As a pharmacist, the difficulty we face is that we realistically only have time to visit one patient per day.  Rounds are complete at 11:30, at which time we need to return to the pharmacy office in order to print and review the med list for the patient we will see that day.  After our 20 minute Bedside MTM visit with a patient, we then need to document our visit in the patients electronic health record while also documenting our participation in rounds for the day.  Our time is complete at 12:30, at which time lunch begins, so we may be back at our out-patient post by 13:00.

Analysis:
Five weeks ago, this position didn't exist.  Today, there is more work than we are able to complete in our 3.5 hour shift.  The process of coordination of discharge prescriptions and re-labeling of bulk items has been a success.  The implementation of Bedside MTM visits is even more of a success.

Over the next few months I believe we will see that the greatest value comes from providing Bedside MTM visits to patients.  This is specifically a pharmacist driven process; coordinated and implemented by pharmacists.  Ideally, our daily flow will need to be evaluated so that we are able to see more than one patient/day.

Initially, we could potentially increase our participation time by 30 minutes so that we have until 13:00 (an even 4 hours) to complete our daily process.  Presumably, this would allow us time to see two patients each day which would significantly increase our presence.

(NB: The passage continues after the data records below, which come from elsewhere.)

// crates/nimbu-harness-mock/tests/builders.rs
// ============================================================================
// Module: Builder Tests
// Description: Validate per-kind mock builders and the tagged dispatch.
// Purpose: Ensure defaults, required fields, and rejection forwarding hold.
// Dependencies: nimbu-harness-mock
// ============================================================================

//! Builder behavior tests across all five handler kinds.

#![allow(
    clippy::panic,
    clippy::print_stdout,
    clippy::print_stderr,
    clippy::unwrap_used,
    clippy::expect_used,
    clippy::use_debug,
    clippy::dbg_macro,
    clippy::panic_in_result_fn,
    clippy::unwrap_in_result,
    reason = "Test-only output and panic-based assertions are permitted."
)]

use nimbu_harness_core::HandlerKind;
use nimbu_harness_mock::CallbackAttributes;
use nimbu_harness_mock::Disposition;
use nimbu_harness_mock::ExtensionAttributes;
use nimbu_harness_mock::FunctionAttributes;
use nimbu_harness_mock::JobAttributes;
use nimbu_harness_mock::Mock;
use nimbu_harness_mock::MockAttributes;
use nimbu_harness_mock::MockBuilder;
use nimbu_harness_mock::RouteAttributes;
use serde_json::Value;
use serde_json::json;

// ============================================================================
// SECTION: Route Defaults
// ============================================================================

#[test]
fn route_mock_fills_documented_defaults() {
    let (builder, rejections) = MockBuilder::recording();
    let (request, response) = builder.route(RouteAttributes::new("/hello"));

    assert_eq!(request.path, "/hello");
    assert_eq!(request.locale, "en");
    assert!(!request.simulating);
    assert_eq!(request.host, "nimbu.test");
    assert!(request.params.is_empty());
    assert!(request.headers.is_empty());

    // error(404) both records and forwards into the rejection channel.
    response.error(404, None);
    assert_eq!(response.error_calls(), vec![vec![json!(404)]]);
    assert_eq!(rejections.rejections(), vec![vec![json!(404)]]);
}

#[test]
fn route_defaulting_is_idempotent() {
    let builder = MockBuilder::default();
    let sparse = builder.route(RouteAttributes::new("/p")).0;

    let mut explicit = RouteAttributes::new("/p");
    explicit.locale = Some("en".to_string());
    explicit.simulating = Some(false);
    explicit.host = Some("nimbu.test".to_string());
    explicit.params = Some(serde_json::Map::new());
    explicit.headers = Some(serde_json::Map::new());
    let full = builder.route(explicit).0;

    assert_eq!(sparse, full);
}

#[test]
fn route_response_slots_record_independently() {
    let (builder, _rejections) = MockBuilder::recording();
    let (_request, response) = builder.route(RouteAttributes::new("/x"));

    response.render("pages/show", Some(json!({"title": "t"})));
    response.redirect_to("/login");
    response.json(json!({"ok": true}));
    response.send("raw");
    response.success("done");

    assert_eq!(
        response.render_calls(),
        vec![vec![json!("pages/show"), json!({"title": "t"})]]
    );
    assert_eq!(response.redirect_to_calls(), vec![vec![json!("/login")]]);
    assert_eq!(response.json_calls(), vec![vec![json!({"ok": true})]]);
    assert_eq!(response.send_calls(), vec![vec![json!("raw")]]);
    assert_eq!(response.success_calls(), vec![vec![json!("done")]]);
    assert!(response.error_calls().is_empty());
}

// ============================================================================
// SECTION: Callback
// ============================================================================

#[test]
fn callback_error_forwards_both_shapes() {
    let (builder, rejections) = MockBuilder::recording();
    let (_request, response) =
        builder.callback(CallbackAttributes::new(json!({"id": 7})));

    response.error("base", None);
    response.error("title", Some(json!("is required")));

    assert_eq!(
        response.error_calls(),
        vec![
            vec![json!("base")],
            vec![json!("title"), json!("is required")],
        ]
    );
    assert_eq!(rejections.rejection_count(), 2);
    assert_eq!(
        rejections.rejections()[1],
        vec![json!("title"), json!("is required")]
    );
}

#[test]
fn callback_success_does_not_forward() {
    let (builder, rejections) = MockBuilder::recording();
    let (_request, response) =
        builder.callback(CallbackAttributes::new(json!({"id": 7})));

    response.success("saved");
    assert_eq!(response.success_calls(), vec![vec![json!("saved")]]);
    assert!(!rejections.was_rejected());
}

// ============================================================================
// SECTION: Job and Function
// ============================================================================

#[test]
fn job_mock_defaults_params() {
    let (builder, rejections) = MockBuilder::recording();
    let (request, response) = builder.job(JobAttributes::default());

    assert!(request.params.is_empty());
    response.error("boom", None);
    assert!(rejections.was_rejected());
}

#[test]
fn function_mock_generates_fresh_meta() {
    let builder = MockBuilder::default();
    let first = builder.function(FunctionAttributes::default()).0;
    let second = builder.function(FunctionAttributes::default()).0;

    assert_ne!(
        (first.meta.installation_id, first.meta.request_id.clone()),
        (second.meta.installation_id, second.meta.request_id)
    );
}

// ============================================================================
// SECTION: Extension
// ============================================================================

#[test]
fn extension_send_records_disposition() {
    let (builder, rejections) = MockBuilder::recording();
    let (request, response) = builder.extension(ExtensionAttributes::default());

    assert!(request.params.is_empty());
    response.send("csv-bytes", Disposition::Attachment);
    response.redirect_to("/back");

    assert_eq!(
        response.send_calls(),
        vec![vec![json!("csv-bytes"), json!("attachment")]]
    );
    assert_eq!(response.redirect_to_calls(), vec![vec![json!("/back")]]);
    assert!(!rejections.was_rejected());
}

// ============================================================================
// SECTION: Tagged Dispatch
// ============================================================================

#[test]
fn dispatch_kind_tags_agree() {
    let builder = MockBuilder::default();
    let cases = vec![
        (
            MockAttributes::Callback(CallbackAttributes::new(Value::Null)),
            HandlerKind::Callback,
        ),
        (
            MockAttributes::Route(RouteAttributes::new("/d")),
            HandlerKind::Route,
        ),
        (MockAttributes::Job(JobAttributes::default()), HandlerKind::Job),
        (
            MockAttributes::Function(FunctionAttributes::default()),
            HandlerKind::Function,
        ),
        (
            MockAttributes::Extension(ExtensionAttributes::default()),
            HandlerKind::Extension,
        ),
    ];

    for (attributes, kind) in cases {
        assert_eq!(attributes.kind(), kind);
        let mock = builder.build(attributes);
        assert_eq!(mock.kind(), kind);
    }
}

#[test]
fn dispatch_builds_the_matching_pair() {
    let (builder, rejections) = MockBuilder::recording();
    let mock = builder.build(MockAttributes::Route(RouteAttributes::new("/hello")));

    match mock {
        Mock::Route { request, response } => {
            assert_eq!(request.host, "nimbu.test");
            response.error(500, Some(json!("oops")));
        }
        other => panic!("expected a route mock, got {:?}", other.kind()),
    }
    assert_eq!(rejections.rejections(), vec![vec![json!(500), json!("oops")]]);
}

#[test]
fn builders_share_one_sink() {
    let (builder, rejections) = MockBuilder::recording();
    let (_job_request, job_response) = builder.job(JobAttributes::default());
    let (_ext_request, ext_response) = builder.extension(ExtensionAttributes::default());

    job_response.error("job failed", None);
    ext_response.error("extension failed", None);

    assert_eq!(
        rejections.rejections(),
        vec![vec![json!("job failed")], vec![json!("extension failed")]]
    );
}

Secondarily, in the future, we may look at training the case managers to recognize which meds will require special discharge coordination so they may follow up on these at least a day prior to discharge.  We may also be able to develop a process where charge nurses or respiratory therapists take  verbal order to re-label inhalers which may then be forwarded to the out-patient pharmacy for appropriate discharge labeling.  This may free up the pharmacist to see many more patients.

Conclusion:
The pharmacist involvement in Daily Rounds and Bedside MTM program has been received well and is a functioning program thus far.  Over the next two - three months we will be training a couple more pharmacists who will be available to cover this shift.  Time will tell if the provision of these services eventually leads to a decrease in 30 day readmissions as an objectively driven, outcome oriented, pharmacist delivered program.